One of winemaking’s ugly dark sides is how little is paid to the non-winemaker labor. You see it in California wineries with Mexicans, Croatian wineries with Bosnians, and as has been pointed out a bit as of late, white South African wineries with black South Africans. Jancis Robinson talks about this in a recent article wherein a Czech wine merchant took a bold stance:
Bidding is always fierce for the most distinctive lot in the annual Cape Winemakers Guild auction, the giant 18-litre bottle filled with a special blend of the best wines of the most recent vintage produced by members of this elite club of South Africa’s top vintners. At this year’s sale, held three weeks ago in Stellenbosch, the winning bidder, Czech wine merchant Zdenek Lang, declined to take his booty back to Prague.

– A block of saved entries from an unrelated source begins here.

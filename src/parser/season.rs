use regex::Regex;
use std::sync::OnceLock;

/// Explicit season marker in a title, if any.
///
/// Recognizes `Season N`, `Nth Season`, `Part N`, a standalone `SN` and a
/// trailing Roman numeral from II to X.
#[must_use]
pub fn extract_season_number(title: &str) -> Option<u32> {
    static PATTERNS: OnceLock<Vec<Regex>> = OnceLock::new();
    let patterns = PATTERNS.get_or_init(|| {
        vec![
            Regex::new(r"(?i)\bseason\s*(\d+)\b").expect("Invalid Regex"),
            Regex::new(r"(?i)\b(\d+)(?:st|nd|rd|th)\s+season\b").expect("Invalid Regex"),
            Regex::new(r"(?i)\bpart\s+(\d+|[ivx]+)\b").expect("Invalid Regex"),
            Regex::new(r"(?i)\bs(\d+)\b").expect("Invalid Regex"),
            Regex::new(r"(?i)\s(ii|iii|iv|v|vi|vii|viii|ix|x)\s*$").expect("Invalid Regex"),
        ]
    });

    for pattern in patterns {
        if let Some(caps) = pattern.captures(title)
            && let Some(m) = caps.get(1)
        {
            let num_str = m.as_str();

            if let Ok(n) = num_str.parse::<u32>() {
                return Some(n);
            }

            if let Some(n) = roman_to_int(num_str) {
                return Some(n);
            }
        }
    }

    None
}

/// Season a title refers to; no marker means season 1.
#[must_use]
pub fn season_number(title: &str) -> u32 {
    extract_season_number(title).unwrap_or(1)
}

/// Season of an entry known by several titles: the first title carrying a
/// marker decides, otherwise season 1.
pub fn season_of_titles<'a>(titles: impl IntoIterator<Item = &'a str>) -> u32 {
    titles
        .into_iter()
        .find_map(extract_season_number)
        .unwrap_or(1)
}

/// Removes season markers so titles of different seasons compare equal.
#[must_use]
pub fn strip_season_markers(title: &str) -> String {
    static PATTERNS: OnceLock<Vec<Regex>> = OnceLock::new();
    let patterns = PATTERNS.get_or_init(|| {
        vec![
            Regex::new(r"(?i)\b\d+(?:st|nd|rd|th)\s+season\b").expect("Invalid Regex"),
            Regex::new(r"(?i)\bseason\s*\d+\b").expect("Invalid Regex"),
            Regex::new(r"(?i)\bpart\s+(?:\d+|[ivx]+)\b").expect("Invalid Regex"),
            Regex::new(r"(?i)\bs\d+\b").expect("Invalid Regex"),
            Regex::new(r"(?i)\s(?:ii|iii|iv|v|vi|vii|viii|ix|x)\s*$").expect("Invalid Regex"),
        ]
    });

    let mut result = title.to_string();
    for pattern in patterns {
        result = pattern.replace_all(&result, " ").into_owned();
    }

    result.split_whitespace().collect::<Vec<_>>().join(" ")
}

fn roman_to_int(s: &str) -> Option<u32> {
    let s = s.to_uppercase();
    match s.as_str() {
        "I" => Some(1),
        "II" => Some(2),
        "III" => Some(3),
        "IV" => Some(4),
        "V" => Some(5),
        "VI" => Some(6),
        "VII" => Some(7),
        "VIII" => Some(8),
        "IX" => Some(9),
        "X" => Some(10),
        _ => None,
    }
}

Instead, he declared, he was leaving it with the Guild, to be opened only when the first black winemaker is elected as one of their members.
I suppose that there are some places where people are more fairly treated. For instance in Spain, wages are generally crappy across the board and my brother in-law has worked picking grapes in Catalonia as while it’s hard work, it’s work. There are also others such as Frog’s Leap in Napa where they provide year-round work and health benefits for these typically migrant worker positions.
But it seems that by and large, many wineries just slide on by while, in the US, charging $50+ for a bottle. I don’t really have any solution to this (as it is unjust) other than to frequent those wineries that pay proper wages and to make sure people are aware of this issue. There is a good chunk of Robinson’s article that talks about the dangers of broad perceptions/generlizations as the Cape wineries that are the “bad guys” weren’t named and as such it makes it hard to really take any action other than not buying SA wines, which would be absolutely absurd, not to mention completely counterproductive.